- Born: 20 August 1942 Gapyeong, Keiki-dō, Korea, Empire of Japan
- Died: 25 December 2022 (aged 80) Seoul, South Korea
- Citizenship: South Korean
- Writing career
- Language: Korean
- Notable work: The Dwarf

= Cho Se-hui =

Korean author (1942–2022)

Cho Se-hui (20 August 1942 – 25 December 2022) was a South Korean author.

==Early life==
Cho Se-hui was born in Gapyeong, Keiki-dō, Korea, Empire of Japan (now Gyeonggi Province, South Korea) on 20 August 1942. Cho attended Seorabeol Art College and Kyunghee University in Seoul. Cho was a member of the so-called "hangul generation," which was called that because its members were the first to be educated in the Korean language (the previous years had been under Japanese domination and language, and before the colonial period most scholars had studied Chinese).

==Work==
Cho's writing is sparse and explicit, though it can also seem surreal. His most famous work is The Dwarf. The Dwarf is a yŏnjak sosŏl (linked novel) or collection of separately published short stories which can stand alone or supplement each other. This fractured structure, along with Cho's jump-cutting, juxtapositional, and un-sign-posted narrative portrays a society that "severs men from the natural rhythms and shape of creation."
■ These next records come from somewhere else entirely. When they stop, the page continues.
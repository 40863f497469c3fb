use crate::draw::settings::DrawSettings;
use anyhow::{anyhow, Context, Result};
use std::path::{Path, PathBuf};

pub const DRAW_SETTINGS_FILE_NAME: &str = "draw_settings.json";

pub fn settings_path_from_exe_path(exe_path: &Path) -> Result<PathBuf> {
    let parent = exe_path
        .parent()
        .ok_or_else(|| anyhow!("executable path has no parent: {}", exe_path.display()))?;
    Ok(parent.join(DRAW_SETTINGS_FILE_NAME))
}

pub fn resolve_settings_path() -> Result<PathBuf> {
    let exe_path = std::env::current_exe().context("resolve current executable")?;
    settings_path_from_exe_path(&exe_path)
}

/// Loads settings next to the executable, falling back to defaults.
pub fn load() -> Result<DrawSettings> {
    let path = resolve_settings_path()?;
    Ok(load_from_path(&path)?.unwrap_or_default())
}

pub fn save(settings: &DrawSettings) -> Result<PathBuf> {
    let path = resolve_settings_path()?;
    save_to_path(&path, settings)?;
    Ok(path)
}

/// `Ok(None)` when the file does not exist; an empty file yields defaults.
pub fn load_from_path(path: &Path) -> Result<Option<DrawSettings>> {
    if !path.exists() {
        return Ok(None);
    }

    let content = std::fs::read_to_string(path)
        .with_context(|| format!("read draw settings file {}", path.display()))?;

    if content.trim().is_empty() {
        return Ok(Some(DrawSettings::default()));
    }

    let mut loaded: DrawSettings = serde_json::from_str(&content)
        .with_context(|| format!("deserialize draw settings file {}", path.display()))?;
    if loaded.sanitize() {
        tracing::warn!(path = %path.display(), "draw settings contained out-of-range values");
    }
    Ok(Some(loaded))
}

pub fn save_to_path(path: &Path, settings: &DrawSettings) -> Result<()> {
    if let Some(parent) = path.parent() {
        std::fs::create_dir_all(parent)
            .with_context(|| format!("create draw settings parent folder {}", parent.display()))?;
    }

    let mut sanitized = settings.clone();
    sanitized.sanitize();
    let json = serde_json::to_string_pretty(&sanitized).context("serialize draw settings")?;
    std::fs::write(path, json)
        .with_context(|| format!("write draw settings file {}", path.display()))
}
It is a powerful work of social criticism focusing on the forced redevelopment of Seoul in the 1970s, and the human costs that accompanied it. It combines biting realism with an often fantastic structure that pulls a reader into the difficult and fragmented era the work describes. Cho combines a kaleidoscopic narrative approach, powerful use of scientific symbols, and a dead-flat and deadeye narrative tone. Reading The Dwarf requires some attention, but the interlocking narrative arcs and often disconcerting internal shifts in narrator or time frame are both supportive of the theme of the book and ultimately rewarding. Koreans consider this work to be one of the critical works of the 1970s.

==Works in translation==
- The Dwarf University of Hawaii Press (October 2006); translated by Ju-chan and Bruce Fulton ISBN 0-8248-3101-2
- The Voice of the Governor-General and Other Stories of Modern Korea (Contributor) Eastbridge (June 2002) ISBN 1-891936-06-9
- City of Machines Korea Journal Vol.30 No.3 March 1990 pp. 68–74
- On the Overhead Bridge Korea Journal Vol.20 No.10 October 1980 pp. 30–35
- Der Zwerg (난장이가 쏘아올린 작은 공 )
- одой хуний хθθРґθсн БяцхАН БθмБθлθґ (난장이가 쏘아올린 작은 공)
- A Törpe (난장이가 쏘아올린 작은 공)
- La Petite balle lancée par un nain (난장이가 쏘아올린 작은 공)

==Works in Korean==
- The Dwarf (1978)
- Time Travel (1983)
- Root of Silence (1985)

==Awards==
- Dong-in Literary Award (1979)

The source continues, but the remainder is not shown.